» To do
Each line that contains the string "commented" counts once; report how many such lines appear in the data, as a number only.

» Dataset
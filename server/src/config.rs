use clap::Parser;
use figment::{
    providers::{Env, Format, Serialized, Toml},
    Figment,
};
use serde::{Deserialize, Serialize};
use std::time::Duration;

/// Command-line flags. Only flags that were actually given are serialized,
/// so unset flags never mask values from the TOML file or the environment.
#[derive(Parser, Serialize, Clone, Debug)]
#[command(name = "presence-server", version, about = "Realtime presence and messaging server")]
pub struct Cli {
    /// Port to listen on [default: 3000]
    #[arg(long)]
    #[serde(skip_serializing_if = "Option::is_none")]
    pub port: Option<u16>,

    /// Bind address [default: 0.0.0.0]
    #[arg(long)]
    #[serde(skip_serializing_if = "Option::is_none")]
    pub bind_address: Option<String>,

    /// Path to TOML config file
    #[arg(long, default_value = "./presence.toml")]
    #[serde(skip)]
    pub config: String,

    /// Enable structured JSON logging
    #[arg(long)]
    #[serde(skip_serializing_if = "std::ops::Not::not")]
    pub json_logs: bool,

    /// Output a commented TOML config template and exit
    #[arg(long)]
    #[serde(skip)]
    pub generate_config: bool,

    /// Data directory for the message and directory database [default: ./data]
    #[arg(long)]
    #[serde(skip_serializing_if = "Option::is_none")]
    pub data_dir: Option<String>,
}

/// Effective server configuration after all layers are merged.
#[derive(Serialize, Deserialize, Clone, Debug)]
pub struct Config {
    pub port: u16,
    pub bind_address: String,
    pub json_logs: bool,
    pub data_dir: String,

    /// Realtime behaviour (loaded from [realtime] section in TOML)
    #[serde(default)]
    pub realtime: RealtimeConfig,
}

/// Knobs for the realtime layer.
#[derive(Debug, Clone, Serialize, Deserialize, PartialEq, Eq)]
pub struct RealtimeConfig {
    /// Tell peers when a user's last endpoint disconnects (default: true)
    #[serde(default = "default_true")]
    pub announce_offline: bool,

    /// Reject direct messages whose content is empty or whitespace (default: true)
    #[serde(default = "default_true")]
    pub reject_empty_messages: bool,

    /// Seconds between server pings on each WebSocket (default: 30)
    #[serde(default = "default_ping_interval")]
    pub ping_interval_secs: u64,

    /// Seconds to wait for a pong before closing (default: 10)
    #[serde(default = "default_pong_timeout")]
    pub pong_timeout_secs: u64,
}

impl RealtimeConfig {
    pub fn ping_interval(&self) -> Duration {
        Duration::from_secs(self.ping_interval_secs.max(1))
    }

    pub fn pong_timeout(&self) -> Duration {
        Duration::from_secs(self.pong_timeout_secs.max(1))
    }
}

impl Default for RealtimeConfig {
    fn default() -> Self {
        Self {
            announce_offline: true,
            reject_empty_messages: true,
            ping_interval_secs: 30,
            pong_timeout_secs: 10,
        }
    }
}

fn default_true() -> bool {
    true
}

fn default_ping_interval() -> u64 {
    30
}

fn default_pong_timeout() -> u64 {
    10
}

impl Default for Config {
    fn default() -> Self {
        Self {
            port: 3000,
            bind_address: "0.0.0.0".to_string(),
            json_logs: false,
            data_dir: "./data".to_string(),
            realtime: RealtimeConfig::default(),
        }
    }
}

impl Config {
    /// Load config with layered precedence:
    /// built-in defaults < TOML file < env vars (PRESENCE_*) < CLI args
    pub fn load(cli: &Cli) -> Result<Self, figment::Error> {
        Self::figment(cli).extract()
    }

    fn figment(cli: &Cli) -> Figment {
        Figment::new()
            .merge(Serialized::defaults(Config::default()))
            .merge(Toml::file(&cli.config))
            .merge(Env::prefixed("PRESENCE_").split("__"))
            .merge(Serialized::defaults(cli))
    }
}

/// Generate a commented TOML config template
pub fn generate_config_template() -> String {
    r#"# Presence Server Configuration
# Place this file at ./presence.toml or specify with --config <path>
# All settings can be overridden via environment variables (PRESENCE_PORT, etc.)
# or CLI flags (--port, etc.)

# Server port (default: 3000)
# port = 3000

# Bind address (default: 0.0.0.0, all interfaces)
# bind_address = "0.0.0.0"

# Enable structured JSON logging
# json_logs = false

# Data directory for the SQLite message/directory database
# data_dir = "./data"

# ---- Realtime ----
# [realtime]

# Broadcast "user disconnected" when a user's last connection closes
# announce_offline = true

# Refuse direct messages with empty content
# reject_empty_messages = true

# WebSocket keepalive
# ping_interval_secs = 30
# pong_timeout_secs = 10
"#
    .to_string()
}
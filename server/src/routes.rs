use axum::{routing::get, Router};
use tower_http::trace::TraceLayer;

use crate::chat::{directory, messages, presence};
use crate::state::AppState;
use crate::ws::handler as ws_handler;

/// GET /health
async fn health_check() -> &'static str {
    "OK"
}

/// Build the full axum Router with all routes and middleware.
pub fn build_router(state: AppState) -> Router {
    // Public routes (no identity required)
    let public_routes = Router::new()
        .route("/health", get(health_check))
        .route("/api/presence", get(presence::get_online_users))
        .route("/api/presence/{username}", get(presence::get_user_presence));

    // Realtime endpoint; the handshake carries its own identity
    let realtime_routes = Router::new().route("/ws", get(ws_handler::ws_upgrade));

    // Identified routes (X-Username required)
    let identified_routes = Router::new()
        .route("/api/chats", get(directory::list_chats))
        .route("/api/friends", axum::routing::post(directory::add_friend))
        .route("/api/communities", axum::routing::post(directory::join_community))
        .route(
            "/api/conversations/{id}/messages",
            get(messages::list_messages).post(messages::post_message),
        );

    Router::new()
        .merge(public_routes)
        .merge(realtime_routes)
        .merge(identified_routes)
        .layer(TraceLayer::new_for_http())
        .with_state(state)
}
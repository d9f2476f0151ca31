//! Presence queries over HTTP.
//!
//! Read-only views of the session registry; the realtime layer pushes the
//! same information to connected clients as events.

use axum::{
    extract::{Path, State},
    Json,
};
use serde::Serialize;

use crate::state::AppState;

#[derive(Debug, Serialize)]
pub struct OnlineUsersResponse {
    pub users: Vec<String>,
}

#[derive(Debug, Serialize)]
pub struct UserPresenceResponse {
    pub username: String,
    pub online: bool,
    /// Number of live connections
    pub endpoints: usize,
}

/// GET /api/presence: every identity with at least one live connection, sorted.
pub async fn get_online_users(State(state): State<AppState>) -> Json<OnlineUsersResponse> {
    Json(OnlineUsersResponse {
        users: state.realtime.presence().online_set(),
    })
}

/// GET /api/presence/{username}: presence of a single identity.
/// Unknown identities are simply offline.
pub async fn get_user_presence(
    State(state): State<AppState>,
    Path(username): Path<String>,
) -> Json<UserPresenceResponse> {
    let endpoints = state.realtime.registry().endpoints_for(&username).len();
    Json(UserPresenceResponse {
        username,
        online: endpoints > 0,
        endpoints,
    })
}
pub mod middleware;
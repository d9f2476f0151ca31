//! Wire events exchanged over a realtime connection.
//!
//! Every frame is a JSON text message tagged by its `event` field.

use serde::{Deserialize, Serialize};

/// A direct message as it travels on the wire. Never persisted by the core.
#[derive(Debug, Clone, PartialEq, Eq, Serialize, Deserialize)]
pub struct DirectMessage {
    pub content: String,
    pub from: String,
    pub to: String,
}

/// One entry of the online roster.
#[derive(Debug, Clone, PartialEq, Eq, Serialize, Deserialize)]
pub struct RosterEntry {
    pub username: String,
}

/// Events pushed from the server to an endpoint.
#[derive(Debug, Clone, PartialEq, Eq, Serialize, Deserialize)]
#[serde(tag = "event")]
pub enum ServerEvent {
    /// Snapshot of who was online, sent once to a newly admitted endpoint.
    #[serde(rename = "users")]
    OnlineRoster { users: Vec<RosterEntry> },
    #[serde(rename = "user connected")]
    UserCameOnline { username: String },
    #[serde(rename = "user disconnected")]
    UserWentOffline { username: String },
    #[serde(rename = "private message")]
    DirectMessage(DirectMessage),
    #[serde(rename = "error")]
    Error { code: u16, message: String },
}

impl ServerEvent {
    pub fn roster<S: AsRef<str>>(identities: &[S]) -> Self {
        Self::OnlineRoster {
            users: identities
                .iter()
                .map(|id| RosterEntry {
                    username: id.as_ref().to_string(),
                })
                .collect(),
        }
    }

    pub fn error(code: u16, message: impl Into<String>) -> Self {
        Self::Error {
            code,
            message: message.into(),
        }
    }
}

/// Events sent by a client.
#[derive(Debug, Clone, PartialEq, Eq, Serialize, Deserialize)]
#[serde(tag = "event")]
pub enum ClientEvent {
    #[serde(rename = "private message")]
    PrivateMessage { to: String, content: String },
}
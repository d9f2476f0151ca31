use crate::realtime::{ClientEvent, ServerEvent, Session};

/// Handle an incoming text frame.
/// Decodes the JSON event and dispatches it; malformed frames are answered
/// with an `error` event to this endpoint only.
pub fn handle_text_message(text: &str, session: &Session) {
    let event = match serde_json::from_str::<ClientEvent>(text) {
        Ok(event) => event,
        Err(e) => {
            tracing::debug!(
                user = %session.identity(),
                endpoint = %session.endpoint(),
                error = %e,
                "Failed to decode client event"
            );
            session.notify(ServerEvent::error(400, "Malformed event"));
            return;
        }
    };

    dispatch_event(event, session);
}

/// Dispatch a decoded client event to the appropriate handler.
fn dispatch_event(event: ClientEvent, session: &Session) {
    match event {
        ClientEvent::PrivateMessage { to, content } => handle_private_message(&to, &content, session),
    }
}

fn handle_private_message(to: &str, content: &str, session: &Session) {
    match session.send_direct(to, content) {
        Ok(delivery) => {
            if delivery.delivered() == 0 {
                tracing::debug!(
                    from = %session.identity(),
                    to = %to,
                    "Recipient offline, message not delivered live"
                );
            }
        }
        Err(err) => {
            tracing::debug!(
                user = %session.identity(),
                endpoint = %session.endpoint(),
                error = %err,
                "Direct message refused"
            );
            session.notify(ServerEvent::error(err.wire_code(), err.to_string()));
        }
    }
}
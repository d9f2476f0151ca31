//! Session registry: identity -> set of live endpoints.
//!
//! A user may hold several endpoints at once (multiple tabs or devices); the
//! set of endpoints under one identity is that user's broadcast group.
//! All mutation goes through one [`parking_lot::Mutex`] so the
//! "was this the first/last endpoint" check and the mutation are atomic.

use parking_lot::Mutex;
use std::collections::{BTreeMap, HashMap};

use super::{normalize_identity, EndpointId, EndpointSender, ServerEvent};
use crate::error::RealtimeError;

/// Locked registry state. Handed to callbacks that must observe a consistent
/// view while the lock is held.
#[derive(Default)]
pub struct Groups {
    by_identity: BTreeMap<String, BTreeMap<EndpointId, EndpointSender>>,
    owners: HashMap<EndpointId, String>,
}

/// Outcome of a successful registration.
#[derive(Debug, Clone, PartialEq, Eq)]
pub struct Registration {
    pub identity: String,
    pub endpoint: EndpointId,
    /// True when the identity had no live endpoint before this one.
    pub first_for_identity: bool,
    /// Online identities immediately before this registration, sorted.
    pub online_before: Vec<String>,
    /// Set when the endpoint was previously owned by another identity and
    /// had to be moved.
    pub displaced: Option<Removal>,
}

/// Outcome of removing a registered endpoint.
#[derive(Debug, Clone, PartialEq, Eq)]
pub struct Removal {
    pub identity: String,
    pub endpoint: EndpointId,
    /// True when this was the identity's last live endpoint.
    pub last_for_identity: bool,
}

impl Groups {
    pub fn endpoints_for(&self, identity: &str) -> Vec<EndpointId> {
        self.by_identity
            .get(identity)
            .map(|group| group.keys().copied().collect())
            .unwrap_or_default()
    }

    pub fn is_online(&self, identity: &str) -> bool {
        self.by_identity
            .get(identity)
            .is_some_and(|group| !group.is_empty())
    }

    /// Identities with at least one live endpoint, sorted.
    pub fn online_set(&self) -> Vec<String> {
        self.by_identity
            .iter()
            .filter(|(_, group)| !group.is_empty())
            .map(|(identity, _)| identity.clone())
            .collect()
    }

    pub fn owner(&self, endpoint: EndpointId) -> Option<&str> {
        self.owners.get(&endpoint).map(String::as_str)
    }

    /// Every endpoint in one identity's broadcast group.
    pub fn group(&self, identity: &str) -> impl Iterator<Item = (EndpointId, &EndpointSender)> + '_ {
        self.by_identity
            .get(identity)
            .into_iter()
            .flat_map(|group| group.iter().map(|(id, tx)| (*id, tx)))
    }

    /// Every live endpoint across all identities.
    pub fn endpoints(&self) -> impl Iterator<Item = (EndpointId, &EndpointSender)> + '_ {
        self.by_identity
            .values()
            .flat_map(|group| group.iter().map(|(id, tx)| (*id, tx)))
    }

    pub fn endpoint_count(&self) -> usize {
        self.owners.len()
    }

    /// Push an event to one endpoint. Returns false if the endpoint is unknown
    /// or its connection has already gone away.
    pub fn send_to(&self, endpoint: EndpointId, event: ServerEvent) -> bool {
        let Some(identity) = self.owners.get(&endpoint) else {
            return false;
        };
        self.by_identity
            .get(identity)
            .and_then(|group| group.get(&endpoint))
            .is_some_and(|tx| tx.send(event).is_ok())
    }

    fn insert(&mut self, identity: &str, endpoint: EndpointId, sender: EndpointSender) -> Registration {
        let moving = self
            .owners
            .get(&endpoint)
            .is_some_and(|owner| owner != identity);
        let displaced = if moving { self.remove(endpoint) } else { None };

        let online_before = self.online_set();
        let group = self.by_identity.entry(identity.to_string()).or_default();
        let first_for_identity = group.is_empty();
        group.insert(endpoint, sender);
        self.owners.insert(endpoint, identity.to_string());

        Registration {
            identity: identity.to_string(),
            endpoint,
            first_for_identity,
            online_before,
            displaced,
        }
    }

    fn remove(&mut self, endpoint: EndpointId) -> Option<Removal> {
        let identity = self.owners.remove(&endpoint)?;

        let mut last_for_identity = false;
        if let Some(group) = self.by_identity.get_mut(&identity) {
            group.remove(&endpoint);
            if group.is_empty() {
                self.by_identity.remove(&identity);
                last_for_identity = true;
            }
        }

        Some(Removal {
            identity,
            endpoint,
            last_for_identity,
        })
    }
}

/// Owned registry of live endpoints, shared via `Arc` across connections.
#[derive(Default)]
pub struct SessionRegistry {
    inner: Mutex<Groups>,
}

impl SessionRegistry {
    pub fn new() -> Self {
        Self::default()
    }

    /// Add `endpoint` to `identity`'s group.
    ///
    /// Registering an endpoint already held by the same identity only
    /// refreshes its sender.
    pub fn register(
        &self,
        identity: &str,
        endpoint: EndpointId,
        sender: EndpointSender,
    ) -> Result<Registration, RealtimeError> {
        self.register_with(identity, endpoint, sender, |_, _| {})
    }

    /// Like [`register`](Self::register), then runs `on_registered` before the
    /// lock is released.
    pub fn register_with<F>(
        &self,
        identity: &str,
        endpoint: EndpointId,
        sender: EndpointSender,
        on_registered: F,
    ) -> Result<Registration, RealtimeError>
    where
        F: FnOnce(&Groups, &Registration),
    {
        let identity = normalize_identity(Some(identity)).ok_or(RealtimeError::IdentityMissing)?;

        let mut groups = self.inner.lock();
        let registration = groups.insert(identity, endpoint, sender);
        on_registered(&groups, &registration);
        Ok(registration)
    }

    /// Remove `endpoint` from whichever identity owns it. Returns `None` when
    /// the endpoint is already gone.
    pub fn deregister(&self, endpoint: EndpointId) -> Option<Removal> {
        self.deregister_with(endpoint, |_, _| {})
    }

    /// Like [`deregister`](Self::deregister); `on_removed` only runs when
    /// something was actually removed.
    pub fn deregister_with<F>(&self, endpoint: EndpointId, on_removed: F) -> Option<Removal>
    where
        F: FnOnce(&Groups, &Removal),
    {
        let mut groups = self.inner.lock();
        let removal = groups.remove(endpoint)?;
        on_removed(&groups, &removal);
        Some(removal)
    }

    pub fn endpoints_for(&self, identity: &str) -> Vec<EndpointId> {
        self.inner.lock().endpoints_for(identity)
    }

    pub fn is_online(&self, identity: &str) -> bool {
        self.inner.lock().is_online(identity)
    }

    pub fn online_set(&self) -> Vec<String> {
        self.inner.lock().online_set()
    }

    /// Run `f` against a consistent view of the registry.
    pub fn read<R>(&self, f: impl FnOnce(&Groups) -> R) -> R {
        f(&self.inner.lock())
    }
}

» Task output
2